Workers suffering cognitive overload stop accepting new information, become emotional and stressed, make more mistakes and their reasoning is impaired.
Many become adept at masking the signs, unfurrowing their brows and smiling through clenched teeth, although ''ums'', ''ahs'' and drawn-out sentences are harder to hide.
But technology developed at the National Information and Communications Technology Research Centre of Excellence monitors voice signals humans cannot hear.
The voice's resonant frequency through the vocal tract can be picked up via desktop microphone headsets and measured, allowing employers to tell when their workers' brains are being overtaxed and, if necessary, intervene to avert disaster.
The technology, marketed as BrainGauge, is being sold as a recruitment tool for call centres. It has been used by NSW Roads and Maritime Services to monitor the cognitive loads of people managing traffic jams, by a telecommunications company to improve service quality, and in Australian defence research to assess the mental strain on individuals during flight operations.

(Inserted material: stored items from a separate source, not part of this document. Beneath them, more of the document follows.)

//! Structural walk over a FetchXML document.
//!
//! A query is read once, front to back, and every fact the grid needs is
//! collected on the way: the root entity, its attributes, each
//! `<link-entity>` (kept in document order, nested ones included), the first
//! `<order>` and the paging attributes on `<fetch>`. Link-entities are
//! identified by their position in that walk, so two joins on the same
//! entity never share attributes.

use quick_xml::Reader;
use quick_xml::events::BytesStart;
use quick_xml::events::Event;

use crate::error::ParseError;
use crate::error::ValidationError;

/// Literal the `aggregate` attribute must carry for an aggregate query.
pub const AGGREGATE_LITERAL: &str = "true";

/// An `<attribute>` element.
#[derive(Debug, Clone, PartialEq, Eq)]
pub struct AttributeRef {
    /// Logical name of the field.
    pub name: String,
    /// Declared alias, if any.
    pub alias: Option<String>,
}

/// A `<link-entity>` element and the attributes declared directly under it.
#[derive(Debug, Clone, PartialEq, Eq)]
pub struct LinkEntity {
    /// Logical name of the joined entity.
    pub name: String,
    /// Declared alias of the join, if any.
    pub alias: Option<String>,
    /// Attributes selected from the joined entity.
    pub attributes: Vec<AttributeRef>,
}

impl LinkEntity {
    /// Returns the logical names of the selected attributes.
    pub fn attribute_names(&self) -> Vec<String> {
        self.attributes.iter().map(|a| a.name.clone()).collect()
    }

    /// Resolves the key under which a link-entity attribute appears in a
    /// result record.
    ///
    /// The attribute's own alias wins; otherwise the join alias qualifies the
    /// field; otherwise the platform's synthesized `{name}{position + 1}` join
    /// alias is used.
    pub fn cell_key(&self, position: usize, attribute: &AttributeRef) -> String {
        if let Some(alias) = attribute.alias.as_deref().filter(|a| !a.is_empty()) {
            return alias.to_string();
        }
        match self.alias.as_deref().filter(|a| !a.is_empty()) {
            Some(link_alias) => format!("{}.{}", link_alias, attribute.name),
            None => format!("{}{}.{}", self.name, position + 1, attribute.name),
        }
    }
}

/// The first `<order>` directive of a query.
#[derive(Debug, Clone, PartialEq, Eq)]
pub struct OrderDirective {
    /// Attribute name, or alias when ordering an aggregate.
    pub field: String,
    /// `descending="true"` was set.
    pub descending: bool,
}

/// Structural facts of a FetchXML query.
#[derive(Debug, Clone, Default, PartialEq, Eq)]
pub struct QueryDocument {
    entity_name: String,
    root_attributes: Vec<AttributeRef>,
    link_entities: Vec<LinkEntity>,
    aggregate: bool,
    order: Option<OrderDirective>,
    count: Option<u32>,
    top: Option<u32>,
    page: Option<u32>,
}

impl QueryDocument {
    /// Parses a FetchXML string.
    ///
    /// # Errors
    ///
    /// Returns a [`ParseError`] if the XML is malformed, has no root, has a
    /// root other than `<fetch>`, or leaves an element unclosed.
    pub fn parse(query: &str) -> Result<Self, ParseError> {
        let mut reader = Reader::from_str(query);
        let mut walker = Walker::default();

        loop {
            let event = reader.read_event();
            let position = reader.buffer_position() as u64;

            match event {
                Ok(Event::Start(element)) => {
                    let frame = walker.open(&element, position)?;
                    walker.stack.push((element_name(&element), frame));
                }
                Ok(Event::Empty(element)) => {
                    walker.open(&element, position)?;
                }
                Ok(Event::End(_)) => {
                    walker.stack.pop();
                }
                Ok(Event::Eof) => break,
                Ok(_) => {}
                Err(err) => return Err(ParseError::malformed(position, err.to_string())),
            }
        }

        if let Some((name, _)) = walker.stack.pop() {
            return Err(ParseError::Unclosed { name });
        }
        if !walker.root_seen {
            return Err(ParseError::Empty);
        }

        Ok(walker.doc)
    }

    /// Returns the root entity's logical name, or `""` without an `<entity>`.
    pub fn entity_name(&self) -> &str {
        &self.entity_name
    }

    /// Returns the attributes declared directly under the root entity.
    pub fn root_attributes(&self) -> &[AttributeRef] {
        &self.root_attributes
    }

    /// Returns the root attribute names in declaration order.
    pub fn root_attribute_names(&self) -> Vec<String> {
        self.root_attributes.iter().map(|a| a.name.clone()).collect()
    }

    /// Returns the alias of each root attribute in declaration order.
    pub fn alias_names(&self) -> Vec<Option<String>> {
        self.root_attributes.iter().map(|a| a.alias.clone()).collect()
    }

    /// Returns the alias of each root attribute, requiring every one to be set.
    ///
    /// # Errors
    ///
    /// Returns [`ValidationError::MissingAggregateAlias`] for the first
    /// attribute without an alias.
    pub fn aggregate_aliases(&self) -> Result<Vec<String>, ValidationError> {
        self.root_attributes
            .iter()
            .map(|attribute| {
                attribute
                    .alias
                    .clone()
                    .filter(|alias| !alias.is_empty())
                    .ok_or_else(|| ValidationError::MissingAggregateAlias {
                        attribute: attribute.name.clone(),
                    })
            })
            .collect()
    }

    /// Returns the link-entities in document order.
    pub fn link_entities(&self) -> &[LinkEntity] {
        &self.link_entities
    }

    /// Returns `true` if `<fetch aggregate="true">`.
    pub fn is_aggregate(&self) -> bool {
        self.aggregate
    }

    /// Returns the first order directive, if any.
    pub fn order(&self) -> Option<&OrderDirective> {
        self.order.as_ref()
    }

    /// Returns the positive `count` attribute of `<fetch>`, if any.
    pub fn count(&self) -> Option<u32> {
        self.count
    }

    /// Returns the positive `top` attribute of `<fetch>`, if any.
    pub fn top(&self) -> Option<u32> {
        self.top
    }

    /// Returns the positive `page` attribute of `<fetch>`, if any.
    pub fn page(&self) -> Option<u32> {
        self.page
    }

    /// Returns the record cap already present in the query: `count` first,
    /// then `top`, `0` when neither is set.
    pub fn explicit_cap(&self) -> u32 {
        self.count.or(self.top).unwrap_or(0)
    }
}

#[derive(Debug, Clone, Copy, PartialEq, Eq)]
enum Frame {
    Fetch,
    Entity,
    Link(usize),
    Other,
}

#[derive(Default)]
struct Walker {
    doc: QueryDocument,
    stack: Vec<(String, Frame)>,
    root_seen: bool,
    entity_seen: bool,
}

impl Walker {
    /// Records one opening (or self-closing) element and returns the frame it
    /// opens.
    fn open(&mut self, element: &BytesStart<'_>, position: u64) -> Result<Frame, ParseError> {
        let name = element_name(element);
        let parent = self.stack.last().map(|(_, frame)| *frame);

        let frame = match (parent, name.as_str()) {
            (None, "fetch") if !self.root_seen => {
                self.root_seen = true;
                self.read_fetch(element, position)?;
                Frame::Fetch
            }
            (None, _) if self.root_seen => return Err(ParseError::TrailingElement { found: name }),
            (None, _) => return Err(ParseError::UnexpectedRoot { found: name }),
            (Some(Frame::Fetch), "entity") if !self.entity_seen => {
                self.entity_seen = true;
                self.doc.entity_name = attribute_value(element, "name", position)?.unwrap_or_default();
                Frame::Entity
            }
            (Some(Frame::Entity), "attribute") => {
                let attribute = read_attribute(element, position)?;
                self.doc.root_attributes.push(attribute);
                Frame::Other
            }
            (Some(Frame::Link(index)), "attribute") => {
                let attribute = read_attribute(element, position)?;
                self.doc.link_entities[index].attributes.push(attribute);
                Frame::Other
            }
            (Some(Frame::Entity | Frame::Link(_)), "link-entity") => {
                let link_name = attribute_value(element, "name", position)?.ok_or(
                    ParseError::MissingAttribute {
                        element: "link-entity",
                        attribute: "name",
                    },
                )?;
                self.doc.link_entities.push(LinkEntity {
                    name: link_name,
                    alias: attribute_value(element, "alias", position)?,
                    attributes: Vec::new(),
                });
                Frame::Link(self.doc.link_entities.len() - 1)
            }
            (Some(_), "order") => {
                if self.doc.order.is_none() {
                    self.doc.order = read_order(element, position)?;
                }
                Frame::Other
            }
            _ => Frame::Other,
        };

        Ok(frame)
    }

    fn read_fetch(&mut self, element: &BytesStart<'_>, position: u64) -> Result<(), ParseError> {
        self.doc.aggregate =
            attribute_value(element, "aggregate", position)?.as_deref() == Some(AGGREGATE_LITERAL);
        self.doc.count = positive(attribute_value(element, "count", position)?);
        self.doc.top = positive(attribute_value(element, "top", position)?);
        self.doc.page = positive(attribute_value(element, "page", position)?);
        Ok(())
    }
}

Usually, less than 1 per cent of calls in call centres could be manually reviewed by management, the managing director of BrainGauge, Bruce Whitby, said.
''But with the technology you can do 100 per cent screening of the calls, and highlight the calls with a very high cognitive load.''
A 15-minute, web-based assessment that analyses candidate overload when faced with specific tasks means that ''by selecting the right candidate in the first place, you can save the money of training people who eventually will leave anyway. So you get a more stable workforce which will serve the customer [better] in the long run,'' the research group general manager of BrainGauge, Fang Chen, said.
The technology also has applications in health - to monitor cognitive progress after a stroke, for example.
In learning, it would enable teachers to ''identify how loaded you are and change the pace and complexity of delivery to make sure you are [learning] at optimal level,'' Dr Whitby said.
''If your cognitive level is too low, you will be bored; if it's too high, you will get overloaded and shut down'', he said.